Each line of the data holding "contains" should be found and copied.
Content starts
//! Telemetry Parser
//!
//! Turns the board's raw dump (the reply to `r`) into registry updates. A dump
//! is four blocks, each a header line followed by one row per instance:
//!
//! ```text
//! Cont\tkp\tkd\t...           <- controller header
//! Cont1\t1.5\t0.2\t...
//! Comp\tPeak2Peak\t...        <- compensator header
//! Comp1\t3.2\t...
//! GPIO\tEnabled
//! GPIO1\ttrue
//! Bipolar\tfrequency\t...
//! Bipolar1\t10\t...
//! ```
//!
//! Blocks are located by their headers and may arrive in any order. If any
//! header is missing, or two headers run together on one line, the dump is
//! treated as a desync and discarded whole.

use crate::error::ParseError;
use crate::tcb::entities::{EntityKind, EntityRegistry, RowFields, TelemetryRow};
use tracing::{debug, warn};

/// Result of applying one dump.
#[derive(Debug, Clone, PartialEq, Eq)]
pub enum TelemetryStatus {
    /// All four blocks were found and applied.
    Complete,
    /// The dump was discarded; the registry is unchanged.
    Desync(Vec<ParseError>),
}

impl TelemetryStatus {
    /// All four blocks were applied.
    pub fn is_complete(&self) -> bool {
        matches!(self, TelemetryStatus::Complete)
    }
}

/// Line index of each kind's header, or the headers that could not be found.
pub fn locate_headers(lines: &[&str]) -> Result<[(EntityKind, usize); 4], Vec<ParseError>> {
    let mut found = Vec::with_capacity(EntityKind::ALL.len());
    let mut missing = Vec::new();

    for kind in EntityKind::ALL {
        match lines.iter().position(|line| is_header(line, kind)) {
            Some(index) => found.push((kind, index)),
            None => missing.push(ParseError::MissingHeader(kind)),
        }
    }

    if !missing.is_empty() {
        return Err(missing);
    }
    Ok([found[0], found[1], found[2], found[3]])
}

/// A header line either carries the full column header or starts with the bare
/// kind name. Rows always carry a unit number after the name.
fn is_header(line: &str, kind: EntityKind) -> bool {
    if line.contains(kind.header()) {
        return true;
    }
    line.split('\t').next().map(str::trim) == Some(kind.row_prefix())
}

/// Apply a raw dump to `registry`.
///
/// Lines are split on `\n`; a trailing `\r` on each line is ignored.
pub fn parse_dump(raw: &str, registry: &mut EntityRegistry) -> TelemetryStatus {
    let lines: Vec<&str> = raw.lines().collect();

    let mut headers = match locate_headers(&lines) {
        Ok(headers) => headers,
        Err(missing) => {
            for err in &missing {
                warn!("{}", err);
            }
            return TelemetryStatus::Desync(missing);
        }
    };

    headers.sort_by_key(|(_, index)| *index);

    let merged: Vec<ParseError> = headers
        .windows(2)
        .filter(|pair| pair[0].1 == pair[1].1)
        .map(|pair| ParseError::SharedHeaderLine {
            first: pair[0].0,
            second: pair[1].0,
        })
        .collect();
    if !merged.is_empty() {
        for err in &merged {
            warn!("{}", err);
        }
        return TelemetryStatus::Desync(merged);
    }

    for (position, (kind, start)) in headers.iter().enumerate() {
        let end = headers
            .get(position + 1)
            .map(|(_, index)| *index)
            .unwrap_or(lines.len());
        let block = &lines[start + 1..end];

        match kind {
            EntityKind::Controller => apply_block(block, &mut registry.controllers),
            EntityKind::Compensator => apply_block(block, &mut registry.compensators),
            EntityKind::Gpio => apply_block(block, &mut registry.gpios),
            EntityKind::Bipolar => apply_block(block, &mut registry.bipolars),
        }
    }

    TelemetryStatus::Complete
}

/// Attribute each line of a block to the entity whose number it carries.
///
/// Candidates are tried from the highest number down so that `Comp12` is not
/// claimed by unit 1.
fn apply_block<T: TelemetryRow>(block: &[&str], entities: &mut [T]) {
    for line in block {
        let mut row = RowFields::new(line);
        if row.is_empty() {
            continue;
        }
        let token = row.token();

        let Some(entity) = entities
            .iter_mut()
            .rev()
            .find(|entity| token.contains(&entity.id().to_string()))
        else {
            debug!(
                "{}",
                ParseError::UnknownEntity {
                    kind: T::KIND,
                    token: token.to_string(),
                }
            );
            continue;
        };

        entity.update(&mut row);
        for err in row.errors() {
            debug!(kind = %T::KIND, unit = entity.id(), "{}", err);
        }
    }
}

#[cfg(test)]
mod tests {
    use super::*;
    use crate::tcb::entities::{EntityCounts, Reading};

    const CONTROLLERS: &str = "Cont\tkp\tkd\tki\tep\ted\tei\teffort\ttemp\taverage\ttarget\ti2c\thist\tfreq\tenabled\tsensor\r\n\
Cont1\t1\t0\t0\t0\t0\t0\t10\t24.0C\t24.1C\t25.00C\t72\t26\t200\ttrue\tTMP117\r\n\
Cont2\t2\t0\t0\t0\t0\t0\t0\t21.0C\t21.0C\t0.00C\t73\t26\t200\tfalse\tTMP117\r\n";
    const COMPENSATORS: &str = "Comp\tPeak2Peak\tWave\tTemp\tAvg\tAuto\tUseAverage\ti2c\tenabled\tsensor\r\n\
Comp1\t3.5\t656\t24.0C\t24.0C\tfalse\ttrue\t74\ttrue\tTMP117\r\n";
    const GPIOS: &str = "GPIO\tEnabled\r\nGPIO1\ttrue\r\nGPIO2\tfalse\r\n";
    const BIPOLARS: &str = "Bipolar\tfrequency\tpulses\tPeak2Peak\tEnabled\r\nBipolar1\t10\t3\t5\ttrue\r\n";

    fn registry() -> EntityRegistry {
        EntityRegistry::new(EntityCounts {
            controllers: 2,
            compensators: 1,
            gpios: 2,
            bipolars: 1,
        })
    }

    #[test]
    fn test_complete_dump_updates_every_kind() {
        let mut reg = registry();
        let dump = format!("{}{}{}{}", CONTROLLERS, COMPENSATORS, GPIOS, BIPOLARS);
        assert_eq!(parse_dump(&dump, &mut reg), TelemetryStatus::Complete);

        let c1 = reg.controller(1).unwrap();
        assert_eq!(c1.setpoint, Reading::Number(25.0));
        assert_eq!(c1.temperature, Reading::Number(24.0));
        assert!(c1.enabled);
        assert_eq!(reg.controller(2).unwrap().kp, Reading::Number(2.0));
        assert_eq!(reg.compensator(1).unwrap().voltage, Reading::Number(3.5));
        assert!(reg.compensator(1).unwrap().use_average);
        assert!(reg.gpio(1).unwrap().state);
        assert!(!reg.gpio(2).unwrap().state);
        assert_eq!(reg.bipolar(1).unwrap().pulses, Reading::Number(3.0));
    }

    #[test]
    fn test_block_order_does_not_matter() {
        let mut in_order = registry();
        parse_dump(
            &format!("{}{}{}{}", CONTROLLERS, COMPENSATORS, GPIOS, BIPOLARS),
            &mut in_order,
        );

        for dump in [
            format!("{}{}{}{}", COMPENSATORS, GPIOS, BIPOLARS, CONTROLLERS),
            format!("{}{}{}{}", BIPOLARS, GPIOS, CONTROLLERS, COMPENSATORS),
        ] {
            let mut shuffled = registry();
            assert!(parse_dump(&dump, &mut shuffled).is_complete());
            assert_eq!(in_order, shuffled);
        }
    }

    #[test]
    fn test_missing_header_discards_whole_dump() {
        let mut reg = registry();
        let before = reg.clone();
        let dump = format!("{}{}{}", CONTROLLERS, COMPENSATORS, BIPOLARS);

        let status = parse_dump(&dump, &mut reg);
        assert_eq!(
            status,
            TelemetryStatus::Desync(vec![ParseError::MissingHeader(EntityKind::Gpio)])
        );
        assert_eq!(reg, before);
    }

    #[test]
    fn test_empty_dump_reports_every_header() {
        let mut reg = registry();
        match parse_dump("", &mut reg) {
            TelemetryStatus::Desync(missing) => assert_eq!(missing.len(), 4),
            TelemetryStatus::Complete => panic!("empty dump parsed as complete"),
        }
    }

    #[test]
    fn test_two_digit_ids_match_the_right_unit() {
        let mut reg = EntityRegistry::new(EntityCounts {
            controllers: 1,
            compensators: 12,
            gpios: 1,
            bipolars: 1,
        });
        let dump = format!(
            "{}{}Comp12\t9.5\r\n{}{}",
            CONTROLLERS, "Comp\tPeak2Peak\tWave\tTemp\tAvg\tAuto\tUseAverage\ti2c\tenabled\tsensor\r\n", GPIOS, BIPOLARS
        );
        assert!(parse_dump(&dump, &mut reg).is_complete());
        assert_eq!(reg.compensator(12).unwrap().voltage, Reading::Number(9.5));
        assert_eq!(reg.compensator(1).unwrap().voltage, Reading::Number(0.0));
    }

    #[test]
    fn test_unknown_rows_are_skipped() {
        let mut reg = registry();
        let dump = format!(
            "{}{}{}GPIO9\ttrue\r\n{}",
            CONTROLLERS, COMPENSATORS, GPIOS, BIPOLARS
        );
        assert!(parse_dump(&dump, &mut reg).is_complete());
        assert!(reg.gpio(1).unwrap().state);
    }

    #[test]
    fn test_registry_dump_parses_back() {
        let mut source = registry();
        source.controllers[0].setpoint = Reading::Number(30.0);
        source.gpios[1].state = true;

        let mut target = registry();
        assert!(parse_dump(&source.dump(), &mut target).is_complete());
        assert_eq!(source, target);
    }

    #[test]
    fn test_sensor_named_like_a_kind_is_not_a_header() {
        let lines = ["Cont1\t1\tGPIO", "GPIO\tEnabled"];
        assert!(!is_header(lines[0], EntityKind::Gpio));
        assert!(is_header(lines[1], EntityKind::Gpio));
    }

    #[test]
    fn test_headers_on_one_line_discard_dump() {
        let mut reg = registry();
        let before = reg.clone();
        let glued = format!(
            "{}{}GPIO\tEnabled{}",
            CONTROLLERS, COMPENSATORS, BIPOLARS
        );

        let status = parse_dump(&glued, &mut reg);

        assert_eq!(
            status,
            TelemetryStatus::Desync(vec![ParseError::SharedHeaderLine {
                first: EntityKind::Gpio,
                second: EntityKind::Bipolar,
            }])
        );
        assert_eq!(reg, before);
    }
}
Content ends
→ **SOLUTION**:
    if line.contains(kind.header()) {
            .find(|entity| token.contains(&entity.id().to_string()))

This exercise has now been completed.